About this task => Wherever the string "RuntimeInner" occurs in a line of these records, report that line.

::::::

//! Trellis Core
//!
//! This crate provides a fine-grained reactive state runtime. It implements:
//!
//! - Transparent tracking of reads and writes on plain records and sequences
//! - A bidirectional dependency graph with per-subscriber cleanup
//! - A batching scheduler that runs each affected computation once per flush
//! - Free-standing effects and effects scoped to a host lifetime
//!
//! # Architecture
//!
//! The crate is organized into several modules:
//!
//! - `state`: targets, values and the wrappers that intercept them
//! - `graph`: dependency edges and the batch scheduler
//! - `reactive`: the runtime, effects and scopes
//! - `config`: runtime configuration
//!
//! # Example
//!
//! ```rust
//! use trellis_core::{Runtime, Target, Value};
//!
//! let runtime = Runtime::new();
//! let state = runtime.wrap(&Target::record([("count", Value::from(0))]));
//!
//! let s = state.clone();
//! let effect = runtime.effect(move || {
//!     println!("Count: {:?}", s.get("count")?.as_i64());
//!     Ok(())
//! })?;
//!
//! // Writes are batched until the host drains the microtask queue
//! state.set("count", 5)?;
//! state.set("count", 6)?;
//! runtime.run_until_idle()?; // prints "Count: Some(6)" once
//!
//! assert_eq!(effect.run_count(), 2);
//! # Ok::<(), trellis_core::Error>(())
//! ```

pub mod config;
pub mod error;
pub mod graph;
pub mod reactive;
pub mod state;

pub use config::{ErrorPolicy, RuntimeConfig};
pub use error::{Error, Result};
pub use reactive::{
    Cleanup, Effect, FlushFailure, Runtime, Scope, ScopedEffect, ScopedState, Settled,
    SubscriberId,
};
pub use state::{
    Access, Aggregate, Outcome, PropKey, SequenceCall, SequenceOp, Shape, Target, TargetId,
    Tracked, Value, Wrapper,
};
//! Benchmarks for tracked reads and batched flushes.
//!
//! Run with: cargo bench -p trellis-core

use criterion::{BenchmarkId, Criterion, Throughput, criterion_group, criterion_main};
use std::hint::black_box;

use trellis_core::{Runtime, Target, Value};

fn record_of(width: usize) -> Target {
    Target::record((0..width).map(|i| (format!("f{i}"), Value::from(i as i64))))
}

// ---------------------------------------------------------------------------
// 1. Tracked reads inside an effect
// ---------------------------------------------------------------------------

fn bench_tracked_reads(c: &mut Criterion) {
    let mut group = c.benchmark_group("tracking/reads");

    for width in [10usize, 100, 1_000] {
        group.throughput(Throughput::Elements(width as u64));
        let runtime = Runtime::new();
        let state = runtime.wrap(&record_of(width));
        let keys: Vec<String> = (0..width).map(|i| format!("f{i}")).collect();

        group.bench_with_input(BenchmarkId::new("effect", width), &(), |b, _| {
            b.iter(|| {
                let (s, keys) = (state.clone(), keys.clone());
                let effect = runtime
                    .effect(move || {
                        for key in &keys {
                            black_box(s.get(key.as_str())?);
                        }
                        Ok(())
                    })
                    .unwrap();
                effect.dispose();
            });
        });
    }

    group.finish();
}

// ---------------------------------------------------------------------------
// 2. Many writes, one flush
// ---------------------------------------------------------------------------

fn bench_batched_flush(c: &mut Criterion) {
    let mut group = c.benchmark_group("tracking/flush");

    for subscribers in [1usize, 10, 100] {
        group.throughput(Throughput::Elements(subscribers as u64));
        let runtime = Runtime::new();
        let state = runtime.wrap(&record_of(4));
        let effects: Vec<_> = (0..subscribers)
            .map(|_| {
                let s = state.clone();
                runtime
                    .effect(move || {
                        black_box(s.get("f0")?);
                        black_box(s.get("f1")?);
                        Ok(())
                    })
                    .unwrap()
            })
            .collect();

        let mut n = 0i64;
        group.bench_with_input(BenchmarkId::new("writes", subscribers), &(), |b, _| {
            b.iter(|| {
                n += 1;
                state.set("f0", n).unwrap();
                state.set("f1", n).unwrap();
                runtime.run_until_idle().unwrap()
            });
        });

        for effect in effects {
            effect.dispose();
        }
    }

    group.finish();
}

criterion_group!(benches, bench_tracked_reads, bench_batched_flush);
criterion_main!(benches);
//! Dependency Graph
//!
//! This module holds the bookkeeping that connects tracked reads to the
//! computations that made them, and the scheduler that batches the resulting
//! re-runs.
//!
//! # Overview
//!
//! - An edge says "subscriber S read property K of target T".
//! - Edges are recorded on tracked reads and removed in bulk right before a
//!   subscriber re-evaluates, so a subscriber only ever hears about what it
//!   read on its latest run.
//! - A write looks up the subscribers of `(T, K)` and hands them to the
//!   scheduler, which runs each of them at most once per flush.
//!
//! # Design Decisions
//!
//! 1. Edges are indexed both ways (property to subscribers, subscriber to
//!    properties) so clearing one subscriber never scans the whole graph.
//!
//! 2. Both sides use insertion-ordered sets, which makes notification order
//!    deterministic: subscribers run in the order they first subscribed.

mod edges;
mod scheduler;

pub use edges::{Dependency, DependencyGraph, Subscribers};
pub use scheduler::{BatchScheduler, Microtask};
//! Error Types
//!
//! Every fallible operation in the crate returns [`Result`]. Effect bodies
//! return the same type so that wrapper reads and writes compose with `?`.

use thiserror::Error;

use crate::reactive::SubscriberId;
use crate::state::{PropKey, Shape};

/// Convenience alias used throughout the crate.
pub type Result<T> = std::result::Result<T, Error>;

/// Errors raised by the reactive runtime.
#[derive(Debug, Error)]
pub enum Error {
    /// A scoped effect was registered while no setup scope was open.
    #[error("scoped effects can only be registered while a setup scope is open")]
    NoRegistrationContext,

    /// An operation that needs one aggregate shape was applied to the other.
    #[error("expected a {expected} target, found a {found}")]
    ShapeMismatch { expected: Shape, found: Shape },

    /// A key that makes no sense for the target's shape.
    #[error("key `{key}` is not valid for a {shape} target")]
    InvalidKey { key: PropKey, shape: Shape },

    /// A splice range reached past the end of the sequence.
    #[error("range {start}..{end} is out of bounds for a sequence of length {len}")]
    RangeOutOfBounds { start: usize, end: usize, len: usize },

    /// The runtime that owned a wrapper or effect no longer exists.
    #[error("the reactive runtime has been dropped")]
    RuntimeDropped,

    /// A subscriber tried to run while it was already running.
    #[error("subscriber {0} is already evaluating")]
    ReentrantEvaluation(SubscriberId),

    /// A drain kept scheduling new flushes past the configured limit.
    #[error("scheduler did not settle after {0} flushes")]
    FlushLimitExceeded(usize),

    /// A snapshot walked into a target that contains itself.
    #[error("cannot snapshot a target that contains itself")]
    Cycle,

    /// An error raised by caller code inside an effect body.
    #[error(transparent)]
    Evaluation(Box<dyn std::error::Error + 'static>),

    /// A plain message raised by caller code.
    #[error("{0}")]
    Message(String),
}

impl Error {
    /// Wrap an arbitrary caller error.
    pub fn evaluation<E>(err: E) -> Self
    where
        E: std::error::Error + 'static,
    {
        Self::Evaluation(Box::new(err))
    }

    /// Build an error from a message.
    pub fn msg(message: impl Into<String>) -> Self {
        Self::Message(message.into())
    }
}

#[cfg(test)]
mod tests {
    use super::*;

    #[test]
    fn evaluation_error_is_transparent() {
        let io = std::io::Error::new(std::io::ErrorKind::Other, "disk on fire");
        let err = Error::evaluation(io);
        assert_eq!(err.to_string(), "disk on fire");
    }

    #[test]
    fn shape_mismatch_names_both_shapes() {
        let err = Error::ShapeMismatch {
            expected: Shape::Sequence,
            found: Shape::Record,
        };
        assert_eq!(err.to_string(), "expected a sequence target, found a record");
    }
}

::::::

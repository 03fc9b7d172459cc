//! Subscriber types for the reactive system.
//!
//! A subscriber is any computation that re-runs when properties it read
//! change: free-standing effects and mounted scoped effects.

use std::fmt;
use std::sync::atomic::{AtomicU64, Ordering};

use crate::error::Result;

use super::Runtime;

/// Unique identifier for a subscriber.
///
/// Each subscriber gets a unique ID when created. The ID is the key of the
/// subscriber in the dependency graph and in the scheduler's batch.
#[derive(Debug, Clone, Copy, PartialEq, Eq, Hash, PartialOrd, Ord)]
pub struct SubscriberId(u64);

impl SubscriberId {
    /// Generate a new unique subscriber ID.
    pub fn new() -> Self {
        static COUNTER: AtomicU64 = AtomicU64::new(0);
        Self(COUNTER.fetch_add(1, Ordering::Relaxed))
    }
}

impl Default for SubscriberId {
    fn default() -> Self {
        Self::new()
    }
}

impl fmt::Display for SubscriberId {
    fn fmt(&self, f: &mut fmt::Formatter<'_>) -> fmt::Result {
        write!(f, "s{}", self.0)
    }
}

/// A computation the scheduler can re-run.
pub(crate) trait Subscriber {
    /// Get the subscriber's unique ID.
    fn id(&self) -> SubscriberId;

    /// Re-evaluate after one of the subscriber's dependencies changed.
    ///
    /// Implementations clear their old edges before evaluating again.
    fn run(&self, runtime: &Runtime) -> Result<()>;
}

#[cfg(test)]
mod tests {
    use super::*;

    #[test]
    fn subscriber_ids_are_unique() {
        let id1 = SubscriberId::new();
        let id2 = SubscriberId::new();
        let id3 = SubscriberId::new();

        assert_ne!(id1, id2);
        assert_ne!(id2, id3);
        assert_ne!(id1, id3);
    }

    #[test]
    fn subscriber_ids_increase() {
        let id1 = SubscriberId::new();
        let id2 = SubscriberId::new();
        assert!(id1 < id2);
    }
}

::::::

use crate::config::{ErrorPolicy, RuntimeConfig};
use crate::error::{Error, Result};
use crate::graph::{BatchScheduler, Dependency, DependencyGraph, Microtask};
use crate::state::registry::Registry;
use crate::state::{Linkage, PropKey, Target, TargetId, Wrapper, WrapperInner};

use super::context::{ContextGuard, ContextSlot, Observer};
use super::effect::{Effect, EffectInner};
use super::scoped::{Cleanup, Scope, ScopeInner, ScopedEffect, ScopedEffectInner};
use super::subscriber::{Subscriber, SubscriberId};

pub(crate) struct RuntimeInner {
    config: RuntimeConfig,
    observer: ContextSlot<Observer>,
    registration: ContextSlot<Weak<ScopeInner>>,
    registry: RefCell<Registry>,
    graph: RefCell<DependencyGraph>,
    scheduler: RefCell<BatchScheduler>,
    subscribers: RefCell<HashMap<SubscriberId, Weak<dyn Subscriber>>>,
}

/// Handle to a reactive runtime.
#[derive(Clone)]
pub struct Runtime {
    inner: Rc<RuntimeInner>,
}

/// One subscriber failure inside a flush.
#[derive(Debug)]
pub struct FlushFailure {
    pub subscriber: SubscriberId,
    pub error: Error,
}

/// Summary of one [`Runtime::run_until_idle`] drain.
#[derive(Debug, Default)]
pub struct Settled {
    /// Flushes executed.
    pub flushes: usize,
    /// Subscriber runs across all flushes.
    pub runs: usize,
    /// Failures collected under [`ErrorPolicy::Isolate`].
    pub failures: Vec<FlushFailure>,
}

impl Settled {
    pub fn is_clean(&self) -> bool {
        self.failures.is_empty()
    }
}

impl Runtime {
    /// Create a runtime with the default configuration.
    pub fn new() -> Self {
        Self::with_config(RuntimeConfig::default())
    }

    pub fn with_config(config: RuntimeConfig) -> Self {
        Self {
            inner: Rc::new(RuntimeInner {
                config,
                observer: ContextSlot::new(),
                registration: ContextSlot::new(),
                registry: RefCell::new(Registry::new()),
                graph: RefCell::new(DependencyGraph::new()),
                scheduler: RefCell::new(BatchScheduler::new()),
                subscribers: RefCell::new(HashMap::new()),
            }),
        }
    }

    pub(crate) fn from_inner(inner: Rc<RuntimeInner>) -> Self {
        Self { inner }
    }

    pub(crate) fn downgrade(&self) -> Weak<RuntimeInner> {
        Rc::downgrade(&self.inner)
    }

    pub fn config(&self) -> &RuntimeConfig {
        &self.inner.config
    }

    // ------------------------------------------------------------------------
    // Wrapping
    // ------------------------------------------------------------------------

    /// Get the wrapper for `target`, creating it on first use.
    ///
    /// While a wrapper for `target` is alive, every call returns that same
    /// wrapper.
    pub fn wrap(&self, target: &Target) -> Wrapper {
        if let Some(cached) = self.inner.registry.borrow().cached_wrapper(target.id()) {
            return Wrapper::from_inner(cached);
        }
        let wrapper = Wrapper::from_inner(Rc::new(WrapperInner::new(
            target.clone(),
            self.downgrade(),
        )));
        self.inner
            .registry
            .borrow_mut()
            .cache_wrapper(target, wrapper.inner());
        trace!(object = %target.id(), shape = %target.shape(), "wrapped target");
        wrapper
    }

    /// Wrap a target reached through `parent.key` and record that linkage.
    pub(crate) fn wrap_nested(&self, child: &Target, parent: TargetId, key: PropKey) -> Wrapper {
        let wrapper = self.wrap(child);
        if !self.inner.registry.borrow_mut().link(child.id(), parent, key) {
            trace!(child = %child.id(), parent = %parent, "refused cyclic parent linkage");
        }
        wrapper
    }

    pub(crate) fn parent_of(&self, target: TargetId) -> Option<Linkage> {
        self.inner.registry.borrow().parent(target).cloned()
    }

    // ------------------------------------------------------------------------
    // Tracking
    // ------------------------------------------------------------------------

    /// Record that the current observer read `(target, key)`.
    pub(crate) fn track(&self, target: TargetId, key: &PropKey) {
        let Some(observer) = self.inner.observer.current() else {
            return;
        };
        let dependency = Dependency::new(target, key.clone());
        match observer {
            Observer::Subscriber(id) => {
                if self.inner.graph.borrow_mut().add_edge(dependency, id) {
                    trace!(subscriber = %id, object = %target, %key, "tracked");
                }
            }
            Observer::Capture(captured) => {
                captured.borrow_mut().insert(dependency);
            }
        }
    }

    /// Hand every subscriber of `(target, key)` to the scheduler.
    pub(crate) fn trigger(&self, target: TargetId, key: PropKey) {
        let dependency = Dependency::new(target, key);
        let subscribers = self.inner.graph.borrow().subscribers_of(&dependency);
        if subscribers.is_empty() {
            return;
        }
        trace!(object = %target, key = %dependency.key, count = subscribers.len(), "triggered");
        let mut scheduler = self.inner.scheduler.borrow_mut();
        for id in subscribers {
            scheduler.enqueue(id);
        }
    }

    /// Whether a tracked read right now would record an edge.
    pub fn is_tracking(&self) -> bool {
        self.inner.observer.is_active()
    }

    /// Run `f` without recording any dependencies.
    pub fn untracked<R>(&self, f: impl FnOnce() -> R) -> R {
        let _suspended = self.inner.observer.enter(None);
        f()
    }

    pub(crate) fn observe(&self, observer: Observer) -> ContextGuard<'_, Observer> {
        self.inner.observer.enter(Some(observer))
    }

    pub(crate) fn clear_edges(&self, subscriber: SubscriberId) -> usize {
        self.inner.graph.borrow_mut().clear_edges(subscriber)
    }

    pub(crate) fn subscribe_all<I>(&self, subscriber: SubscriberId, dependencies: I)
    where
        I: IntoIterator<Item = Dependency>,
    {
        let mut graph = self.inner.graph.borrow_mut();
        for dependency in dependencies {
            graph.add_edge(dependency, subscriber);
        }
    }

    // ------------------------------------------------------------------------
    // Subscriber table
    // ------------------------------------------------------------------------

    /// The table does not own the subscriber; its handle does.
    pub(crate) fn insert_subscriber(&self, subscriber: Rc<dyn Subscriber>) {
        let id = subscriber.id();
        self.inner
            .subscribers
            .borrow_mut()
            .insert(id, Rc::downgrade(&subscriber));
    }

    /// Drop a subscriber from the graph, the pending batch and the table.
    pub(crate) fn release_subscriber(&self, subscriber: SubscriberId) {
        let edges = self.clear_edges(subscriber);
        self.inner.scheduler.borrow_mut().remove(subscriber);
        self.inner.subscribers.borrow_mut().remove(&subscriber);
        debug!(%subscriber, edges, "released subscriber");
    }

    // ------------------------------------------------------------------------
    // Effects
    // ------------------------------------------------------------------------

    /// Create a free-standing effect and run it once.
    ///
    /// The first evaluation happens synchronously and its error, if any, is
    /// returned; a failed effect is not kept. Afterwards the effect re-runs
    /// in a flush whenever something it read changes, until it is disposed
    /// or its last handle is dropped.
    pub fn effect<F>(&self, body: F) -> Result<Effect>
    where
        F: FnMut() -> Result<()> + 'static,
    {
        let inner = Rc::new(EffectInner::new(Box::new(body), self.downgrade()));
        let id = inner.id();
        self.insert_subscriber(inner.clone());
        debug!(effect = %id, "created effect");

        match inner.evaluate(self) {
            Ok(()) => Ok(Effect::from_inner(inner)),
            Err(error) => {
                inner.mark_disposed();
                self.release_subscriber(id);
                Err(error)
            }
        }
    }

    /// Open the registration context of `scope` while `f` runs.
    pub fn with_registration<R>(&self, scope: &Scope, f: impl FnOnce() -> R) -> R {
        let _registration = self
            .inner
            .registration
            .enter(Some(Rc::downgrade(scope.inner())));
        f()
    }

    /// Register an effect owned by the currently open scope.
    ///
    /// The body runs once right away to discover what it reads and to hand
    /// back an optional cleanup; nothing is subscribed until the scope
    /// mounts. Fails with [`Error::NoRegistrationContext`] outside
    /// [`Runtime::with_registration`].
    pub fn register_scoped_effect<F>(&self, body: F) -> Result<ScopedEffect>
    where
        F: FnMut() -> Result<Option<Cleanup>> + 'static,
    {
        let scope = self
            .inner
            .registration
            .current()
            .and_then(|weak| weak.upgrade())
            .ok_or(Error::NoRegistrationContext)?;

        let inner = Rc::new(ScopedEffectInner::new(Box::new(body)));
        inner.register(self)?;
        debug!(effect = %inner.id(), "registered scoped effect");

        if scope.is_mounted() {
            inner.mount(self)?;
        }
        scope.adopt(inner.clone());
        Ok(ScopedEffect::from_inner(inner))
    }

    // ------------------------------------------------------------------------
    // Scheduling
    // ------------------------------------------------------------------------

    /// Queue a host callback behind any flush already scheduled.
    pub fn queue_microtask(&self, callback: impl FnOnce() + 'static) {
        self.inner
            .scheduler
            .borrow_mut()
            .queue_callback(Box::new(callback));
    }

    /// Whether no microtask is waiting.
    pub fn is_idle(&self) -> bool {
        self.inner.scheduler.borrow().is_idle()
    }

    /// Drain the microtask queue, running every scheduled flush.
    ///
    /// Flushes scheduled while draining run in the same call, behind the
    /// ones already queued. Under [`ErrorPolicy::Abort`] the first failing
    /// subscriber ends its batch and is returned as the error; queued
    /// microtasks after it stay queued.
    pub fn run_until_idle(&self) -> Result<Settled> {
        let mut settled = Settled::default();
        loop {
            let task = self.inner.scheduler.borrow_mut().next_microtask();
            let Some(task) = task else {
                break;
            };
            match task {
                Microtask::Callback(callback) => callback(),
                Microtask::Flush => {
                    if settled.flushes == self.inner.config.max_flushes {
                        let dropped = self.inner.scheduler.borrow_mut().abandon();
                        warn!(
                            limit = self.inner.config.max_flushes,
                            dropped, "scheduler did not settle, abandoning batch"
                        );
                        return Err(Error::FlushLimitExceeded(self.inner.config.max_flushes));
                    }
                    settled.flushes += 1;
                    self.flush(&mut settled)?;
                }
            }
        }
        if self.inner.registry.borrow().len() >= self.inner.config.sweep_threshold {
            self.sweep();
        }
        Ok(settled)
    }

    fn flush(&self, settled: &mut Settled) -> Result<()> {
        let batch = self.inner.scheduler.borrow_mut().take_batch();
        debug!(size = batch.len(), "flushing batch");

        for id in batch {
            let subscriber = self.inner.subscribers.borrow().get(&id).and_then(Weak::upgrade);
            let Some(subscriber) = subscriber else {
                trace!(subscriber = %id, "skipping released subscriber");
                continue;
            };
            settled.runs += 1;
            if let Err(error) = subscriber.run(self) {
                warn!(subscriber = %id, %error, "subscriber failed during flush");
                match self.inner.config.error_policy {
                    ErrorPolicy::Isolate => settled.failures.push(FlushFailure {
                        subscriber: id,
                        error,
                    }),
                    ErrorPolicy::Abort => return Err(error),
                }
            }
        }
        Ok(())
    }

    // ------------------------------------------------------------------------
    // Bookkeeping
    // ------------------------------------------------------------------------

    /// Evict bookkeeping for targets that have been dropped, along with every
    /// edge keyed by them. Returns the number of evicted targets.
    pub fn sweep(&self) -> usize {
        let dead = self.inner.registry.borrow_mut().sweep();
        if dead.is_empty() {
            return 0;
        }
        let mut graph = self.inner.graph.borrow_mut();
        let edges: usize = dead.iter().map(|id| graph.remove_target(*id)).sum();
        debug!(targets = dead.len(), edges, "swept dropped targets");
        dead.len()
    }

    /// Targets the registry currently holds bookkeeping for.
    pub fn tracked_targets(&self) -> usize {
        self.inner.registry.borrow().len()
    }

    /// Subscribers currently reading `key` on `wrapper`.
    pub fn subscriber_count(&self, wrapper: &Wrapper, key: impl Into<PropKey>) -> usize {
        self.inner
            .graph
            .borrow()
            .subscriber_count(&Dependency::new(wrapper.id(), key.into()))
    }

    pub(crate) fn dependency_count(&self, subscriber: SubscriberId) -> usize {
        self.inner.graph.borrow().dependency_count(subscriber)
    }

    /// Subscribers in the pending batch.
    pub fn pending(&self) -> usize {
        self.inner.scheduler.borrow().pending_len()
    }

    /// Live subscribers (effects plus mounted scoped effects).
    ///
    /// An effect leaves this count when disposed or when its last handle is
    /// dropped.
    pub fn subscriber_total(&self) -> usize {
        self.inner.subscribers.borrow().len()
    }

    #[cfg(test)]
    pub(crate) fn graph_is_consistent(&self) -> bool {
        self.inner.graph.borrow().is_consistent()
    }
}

::::::

Response =>
pub(crate) struct RuntimeInner {
    inner: Rc<RuntimeInner>,
            inner: Rc::new(RuntimeInner {
    pub(crate) fn from_inner(inner: Rc<RuntimeInner>) -> Self {
    pub(crate) fn downgrade(&self) -> Weak<RuntimeInner> {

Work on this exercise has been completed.